-------- ENTRIES PROVIDED --------

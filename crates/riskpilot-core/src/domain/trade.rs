//! 청산된 거래의 결과 기록.

use chrono::{DateTime, Utc};
use rust_decimal::prelude::ToPrimitive;
use rust_decimal::Decimal;
use serde::{Deserialize, Serialize};
use uuid::Uuid;

use super::parameters::RiskParameters;
use crate::error::{RiskError, RiskResult};

/// 청산된 거래 하나의 불변 결과.
///
/// `profit_pct`와 `is_profit`은 진입/청산가에서 파생되며
/// [`TradeOutcome::normalized`]가 항상 다시 계산합니다.
#[derive(Debug, Clone, PartialEq, Serialize, Deserialize)]
pub struct TradeOutcome {
    /// 내부 결과 ID
    #[serde(default = "Uuid::new_v4")]
    pub id: Uuid,
    /// 진입 가격
    pub entry_price: Decimal,
    /// 청산 가격
    pub exit_price: Decimal,
    /// 체결 수량
    pub volume: Decimal,
    /// 청산 타임스탬프
    pub timestamp: DateTime<Utc>,
    /// 체결 당시 적용된 손절 비율
    pub stop_loss_used: f64,
    /// 체결 당시 적용된 익절 비율
    pub take_profit_used: f64,
    /// 체결 당시 적용된 포지션 크기
    pub position_size_used: f64,
    /// 수익률 ((청산 - 진입) / 진입)
    #[serde(default)]
    pub profit_pct: f64,
    /// 수익 여부 (profit_pct > 0)
    #[serde(default)]
    pub is_profit: bool,
}

impl TradeOutcome {
    /// 새 거래 결과를 생성합니다.
    ///
    /// 진입가가 0 이하이면 `InvalidOutcome`을 반환합니다.
    pub fn new(
        entry_price: Decimal,
        exit_price: Decimal,
        volume: Decimal,
        params_used: RiskParameters,
        timestamp: DateTime<Utc>,
    ) -> RiskResult<Self> {
        Self {
            id: Uuid::new_v4(),
            entry_price,
            exit_price,
            volume,
            timestamp,
            stop_loss_used: params_used.stop_loss,
            take_profit_used: params_used.take_profit,
            position_size_used: params_used.position_size,
            profit_pct: 0.0,
            is_profit: false,
        }
        .normalized()
    }

    /// 입력을 검증하고 파생 필드를 다시 계산합니다.
    ///
    /// 역직렬화된 기록은 파생 필드가 비어 있거나 틀릴 수 있으므로
    /// 원장에 추가하기 전에 항상 이 함수를 거칩니다.
    pub fn normalized(mut self) -> RiskResult<Self> {
        if self.entry_price <= Decimal::ZERO {
            return Err(RiskError::InvalidOutcome(format!(
                "entry price must be positive, got {}",
                self.entry_price
            )));
        }
        if self.exit_price < Decimal::ZERO {
            return Err(RiskError::InvalidOutcome(format!(
                "exit price must not be negative, got {}",
                self.exit_price
            )));
        }

        let ratio = self
            .exit_price
            .checked_sub(self.entry_price)
            .and_then(|diff| diff.checked_div(self.entry_price))
            .ok_or_else(|| {
                RiskError::InvalidOutcome(format!(
                    "profit ratio overflows: entry {}, exit {}",
                    self.entry_price, self.exit_price
                ))
            })?;
        self.profit_pct = ratio.to_f64().ok_or_else(|| {
            RiskError::InvalidOutcome(format!("profit ratio {ratio} is not representable"))
        })?;
        self.is_profit = self.profit_pct > 0.0;
        Ok(self)
    }

    /// 체결 당시의 파라미터 묶음.
    pub fn params_used(&self) -> RiskParameters {
        RiskParameters::new(
            self.stop_loss_used,
            self.take_profit_used,
            self.position_size_used,
        )
    }

    /// 회귀 모델의 피처 벡터 (손절, 익절, 포지션 크기).
    pub fn features(&self) -> [f64; 3] {
        [
            self.stop_loss_used,
            self.take_profit_used,
            self.position_size_used,
        ]
    }
}
//! 포트폴리오 분석 모듈
//!
//! # 모듈 구성
//!
//! - [`projection`]: 기대/낙관/비관 경로 투영
//! - [`monte_carlo`]: 시드 고정 Monte Carlo 요약
//! - [`risk_score`]: 분산도 기반 리스크 요약
//!
//! # 사용 예시
//!
//! ```rust,ignore
//! use riskpilot_analytics::portfolio::{project, score};
//! use riskpilot_core::{Horizon, ProjectionScenario, SnapshotMetrics};
//!
//! let scenario = ProjectionScenario::new(10_000.0, 0.10, 0.30, Horizon::days(365));
//! let result = project(&scenario, Some(42))?;
//! println!("기대 가치: {:.2}", result.expected_terminal);
//!
//! let summary = score(&[0.5, 0.3, 0.2], &SnapshotMetrics::default())?;
//! println!("분산도: {:.2}", summary.diversification_score);
//! ```

pub mod monte_carlo;
pub mod projection;
pub mod risk_score;

pub use monte_carlo::*;
pub use projection::*;
pub use risk_score::*;
//! 경보 수준에 따른 세션 단위 파라미터 조정.
//!
//! 규칙 기반 조정과 회귀 최적화 이후 마지막으로 적용되며,
//! 결과는 현재 결정에만 쓰이고 정식 파라미터에 저장되지 않습니다.

use riskpilot_core::{AlertLevel, RiskParameters};

/// 경보 수준별 배수.
#[derive(Debug, Clone, Copy, PartialEq)]
pub struct OverrideMultipliers {
    /// 포지션 크기 배수
    pub position_size: f64,
    /// 손절 배수
    pub stop_loss: f64,
}

/// 경보 수준의 배수를 반환합니다.
pub fn multipliers(alert: AlertLevel) -> OverrideMultipliers {
    let (position_size, stop_loss) = match alert {
        AlertLevel::Critical => (0.5, 0.8),
        AlertLevel::High => (0.7, 0.9),
        AlertLevel::Medium => (0.9, 1.0),
        AlertLevel::None => (1.0, 1.0),
    };
    OverrideMultipliers {
        position_size,
        stop_loss,
    }
}

/// 경보 수준을 반영한 세션용 파라미터 사본을 만듭니다.
///
/// 순수 함수입니다. 익절은 변경하지 않습니다.
pub fn apply_context_override(params: RiskParameters, alert: AlertLevel) -> RiskParameters {
    let m = multipliers(alert);
    RiskParameters {
        stop_loss: params.stop_loss * m.stop_loss,
        take_profit: params.take_profit,
        position_size: params.position_size * m.position_size,
    }
}

#[cfg(test)]
mod tests {
    use super::*;

    #[test]
    fn test_none_is_identity() {
        let params = RiskParameters::new(0.05, 0.10, 0.10);
        assert_eq!(apply_context_override(params, AlertLevel::None), params);
    }

    #[test]
    fn test_multipliers_per_level() {
        let params = RiskParameters::new(0.05, 0.10, 0.10);

        let critical = apply_context_override(params, AlertLevel::Critical);
        assert!((critical.position_size - 0.05).abs() < 1e-12);
        assert!((critical.stop_loss - 0.04).abs() < 1e-12);

        let high = apply_context_override(params, AlertLevel::High);
        assert!((high.position_size - 0.07).abs() < 1e-12);
        assert!((high.stop_loss - 0.045).abs() < 1e-12);

        let medium = apply_context_override(params, AlertLevel::Medium);
        assert!((medium.position_size - 0.09).abs() < 1e-12);
        assert_eq!(medium.stop_loss, 0.05);

        for level in AlertLevel::ALL {
            assert_eq!(apply_context_override(params, level).take_profit, 0.10);
        }
    }

    #[test]
    fn test_severity_is_monotonic() {
        let params = RiskParameters::new(0.05, 0.10, 0.10);
        let sizes: Vec<f64> = AlertLevel::ALL
            .iter()
            .map(|l| apply_context_override(params, *l).position_size)
            .collect();
        assert!(sizes.windows(2).all(|w| w[1] < w[0]));
    }
}
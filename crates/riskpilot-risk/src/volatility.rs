//! 수익률 표준편차 기반 변동성 추정.
//!
//! 변동성은 보조 신호이므로 데이터가 부족해도 에러를 내지 않습니다.
//! 마지막으로 유효했던 추정치를 유지하고 상태만 알려줍니다.

use serde::{Deserialize, Serialize};

/// 추정 결과 상태.
#[derive(Debug, Clone, Copy, PartialEq, Eq, Serialize, Deserialize)]
#[serde(rename_all = "snake_case", tag = "status")]
pub enum VolatilityStatus {
    /// 이번 호출로 새로 계산됨
    Updated,
    /// 가격 샘플 부족: 이전 값 유지
    InsufficientData { required: usize, actual: usize },
    /// 0 이하이거나 유한하지 않은 가격 포함: 이전 값 유지
    InvalidPrices,
}

/// 변동성 추정 결과.
#[derive(Debug, Clone, Copy, PartialEq, Serialize, Deserialize)]
pub struct VolatilityReading {
    /// 현재 유효한 변동성 (갱신 실패 시 이전 값)
    pub value: f64,
    /// 추정 상태
    pub status: VolatilityStatus,
}

impl VolatilityReading {
    /// 이번 호출에서 값이 갱신되었는지 확인합니다.
    pub fn is_fresh(&self) -> bool {
        self.status == VolatilityStatus::Updated
    }
}

/// 가격 시계열의 수익률 모표준편차를 계산합니다.
///
/// 수익률은 `(p[i] - p[i-1]) / p[i-1]`입니다.
/// 가격이 2개 미만이거나 0 이하/유한하지 않은 가격이 있으면 `None`입니다.
pub fn returns_std_dev(prices: &[f64]) -> Option<f64> {
    if prices.len() < 2 || prices.iter().any(|p| !p.is_finite() || *p <= 0.0) {
        return None;
    }

    let returns: Vec<f64> = prices.windows(2).map(|w| (w[1] - w[0]) / w[0]).collect();
    let n = returns.len() as f64;
    let mean = returns.iter().sum::<f64>() / n;
    let variance = returns.iter().map(|r| (r - mean).powi(2)).sum::<f64>() / n;

    Some(variance.sqrt())
}

/// 최근 N개 가격 샘플로 변동성을 추정하는 추정기.
#[derive(Debug, Clone)]
pub struct VolatilityEstimator {
    window: usize,
    last: f64,
}

impl Default for VolatilityEstimator {
    fn default() -> Self {
        Self::new(24)
    }
}

impl VolatilityEstimator {
    /// 주어진 윈도우 크기로 추정기를 생성합니다. 윈도우는 최소 2입니다.
    pub fn new(window: usize) -> Self {
        Self {
            window: window.max(2),
            last: 0.0,
        }
    }

    /// 이전 추정치를 지정하여 생성합니다 (상태 복원용).
    pub fn with_last(mut self, last: f64) -> Self {
        self.last = if last.is_finite() { last.max(0.0) } else { 0.0 };
        self
    }

    /// 윈도우 크기.
    pub fn window(&self) -> usize {
        self.window
    }

    /// 마지막 유효 추정치.
    pub fn last(&self) -> f64 {
        self.last
    }

    /// 최근 `window`개 가격으로 변동성을 다시 계산합니다.
    ///
    /// 가격이 부족하면 갱신하지 않고 이전 값과 `InsufficientData`를 반환합니다.
    pub fn estimate(&mut self, prices: &[f64]) -> VolatilityReading {
        if prices.len() < self.window {
            tracing::debug!(
                required = self.window,
                actual = prices.len(),
                last = self.last,
                "Not enough prices for volatility, keeping last estimate"
            );
            return VolatilityReading {
                value: self.last,
                status: VolatilityStatus::InsufficientData {
                    required: self.window,
                    actual: prices.len(),
                },
            };
        }

        let recent = &prices[prices.len() - self.window..];
        match returns_std_dev(recent) {
            Some(value) => {
                self.last = value;
                VolatilityReading {
                    value,
                    status: VolatilityStatus::Updated,
                }
            }
            None => {
                tracing::warn!(
                    window = self.window,
                    last = self.last,
                    "Price window contains invalid prices, keeping last estimate"
                );
                VolatilityReading {
                    value: self.last,
                    status: VolatilityStatus::InvalidPrices,
                }
            }
        }
    }
}
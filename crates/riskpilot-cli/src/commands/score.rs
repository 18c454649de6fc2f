//! 포트폴리오 리스크 점수 명령.

use anyhow::Result;
use riskpilot_analytics::{score, RiskSummary};
use riskpilot_core::SnapshotMetrics;

/// 쉼표로 구분된 비중 목록을 파싱합니다 (예: `"0.5,0.3,0.2"`).
pub fn parse_allocations(s: &str) -> Result<Vec<f64>> {
    s.split(',')
        .map(|w| {
            w.trim()
                .parse::<f64>()
                .map_err(|_| anyhow::anyhow!("Invalid allocation weight: {w}"))
        })
        .collect()
}

/// 리스크 점수 명령을 실행합니다.
pub fn run_score(allocations: &[f64], snapshot: &SnapshotMetrics) -> Result<RiskSummary> {
    Ok(score(allocations, snapshot)?)
}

--------

■ TASK BRIEF
Across the data, pull every line containing the string "keeping".

■ ANSWER FOR THIS EXERCISE
                "Not enough prices for volatility, keeping last estimate"
                    "Price window contains invalid prices, keeping last estimate"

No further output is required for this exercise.